И присутствие этих работ рядом, в мире, среди людей, — одно из особых знамений нелёгкого нашего с вами времени, отшумевшей эпохи, со всеми вкупе, оптом, и драматическими и радостными событиями.

Смело могу сегодня утверждать, без всякого пафоса, что Зверев давным-давно, ещё в полнокровной, нищей молодости своей, достиг настоящей славы, десятилетиями, полными самых разных, зачастую полярных, событий, жил в лучах этой очень особенной, притягательной, прежде всего, самой своей фантастичностью, небывалостью, странностью, нет, сказочностью, да и только, несомненной, прекрасной сказочностью, очень русской, домашней, славы — на фоне внешне почти беспросветной, убогой жизни, нередкой нужды, запретов, гонений, сплошных бездомиц.

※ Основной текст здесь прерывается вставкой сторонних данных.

use glam::{Affine2, Mat4, Vec3, Vec4};

/// Clip space from window pixels (origin top-left, Y down).
pub fn clip_from_screen(width: f32, height: f32) -> Mat4 {
    Mat4::from_translation(Vec3::new(-1.0, 1.0, 0.0))
        * Mat4::from_scale(Vec3::new(2.0 / width, -2.0 / height, 1.0))
}

/// Clip space from world meters, given the viewport's world-to-screen transform.
pub fn clip_from_world(world_to_screen: Affine2, width: f32, height: f32) -> Mat4 {
    clip_from_screen(width, height) * affine_to_mat4(world_to_screen)
}

/// Embed a 2D affine transform in the XY plane of a 4x4 matrix.
fn affine_to_mat4(a: Affine2) -> Mat4 {
    Mat4::from_cols(
        a.matrix2.x_axis.extend(0.0).extend(0.0),
        a.matrix2.y_axis.extend(0.0).extend(0.0),
        Vec4::Z,
        a.translation.extend(0.0).extend(1.0),
    )
}
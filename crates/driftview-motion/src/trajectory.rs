use crate::types::Position2D;
use glam::Vec2;
use parking_lot::Mutex;
use std::sync::atomic::{AtomicU64, Ordering};

/// An append-only path that always starts at the origin.
#[derive(Debug, Clone, PartialEq)]
pub struct Polyline {
    points: Vec<Vec2>,
}

impl Polyline {
    /// A polyline holding only the origin.
    pub fn new() -> Self {
        Self {
            points: vec![Vec2::ZERO],
        }
    }

    pub fn push(&mut self, p: Position2D) {
        self.points.push(p);
    }

    pub fn points(&self) -> &[Vec2] {
        &self.points
    }

    pub fn len(&self) -> usize {
        self.points.len()
    }

    /// Always false: a polyline keeps at least its origin point.
    pub fn is_empty(&self) -> bool {
        self.points.is_empty()
    }

    pub fn last(&self) -> Vec2 {
        self.points.last().copied().unwrap_or(Vec2::ZERO)
    }

    fn clear_to_origin(&mut self) {
        self.points.clear();
        self.points.push(Vec2::ZERO);
    }
}

impl Default for Polyline {
    fn default() -> Self {
        Self::new()
    }
}

/// Copies of both paths taken for one render pass.
#[derive(Debug, Clone, PartialEq)]
pub struct TrajectorySnapshot {
    pub inertial: Polyline,
    pub pose_source: Polyline,
    /// Store revision at the time of the copy.
    pub revision: u64,
}

/// The dead-reckoning and pose-source paths for the current session.
///
/// Appends come from two producers on different threads while the renderer
/// copies on its own schedule. Each path has its own lock, held only for a
/// push or a copy, so a reader never sees a half-written path.
#[derive(Debug, Default)]
pub struct TrajectoryStore {
    inertial: Mutex<Polyline>,
    pose_source: Mutex<Polyline>,
    /// Bumped on every mutation so readers can skip unchanged frames.
    revision: AtomicU64,
}

impl TrajectoryStore {
    pub fn new() -> Self {
        Self::default()
    }

    pub fn append_inertial(&self, p: Position2D) {
        self.inertial.lock().push(p);
        self.bump();
    }

    pub fn append_pose_source(&self, p: Position2D) {
        self.pose_source.lock().push(p);
        self.bump();
    }

    /// Clear only the dead-reckoning path back to the origin.
    pub fn reset_inertial(&self) {
        self.inertial.lock().clear_to_origin();
        self.bump();
    }

    /// Clear both paths back to the single origin point.
    pub fn reset(&self) {
        self.inertial.lock().clear_to_origin();
        self.pose_source.lock().clear_to_origin();
        self.bump();
    }

    pub fn snapshot(&self) -> TrajectorySnapshot {
        let revision = self.revision();
        TrajectorySnapshot {
            inertial: self.inertial.lock().clone(),
            pose_source: self.pose_source.lock().clone(),
            revision,
        }
    }

    pub fn revision(&self) -> u64 {
        self.revision.load(Ordering::Acquire)
    }

    fn bump(&self) {
        self.revision.fetch_add(1, Ordering::AcqRel);
    }
}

В этом была несомненная, с долгим эхом, явная мания.
В этом была какая-то необъяснимая магия.
Магия — с ностальгией.
По сказке. Но — со стихией.
С историями. С победами.
Над сонмами будней. Над бедами.
С обидами. Но и — дарами.
С открытыми — вдруг — мирами.
С оправданностью судьбы.
С изведанностью борьбы.

Во всяком случае, ореол подвижника, да и только, героя, вне всяких сомнений, и даже, бери повыше, крупнее, размашистей, мученика, по чисто российским понятиям, отчётливо, так, что все при некотором желании, могли его разглядеть, виделся встарь над карими, необычайно умными зверевскими глазами, над широким, с твёрдою костью, с тонкой кожей, морщинистым лбом, над взлохмаченной, круглой, массивной головой, над всей его крепкой, кряжистой, узловатой, но ладной, подвижной фигурой, вовсе не городского, столичного человека, но тамбовского, по природе, от почвы своей, крестьянина, — и это было ещё давно, при жизни художника.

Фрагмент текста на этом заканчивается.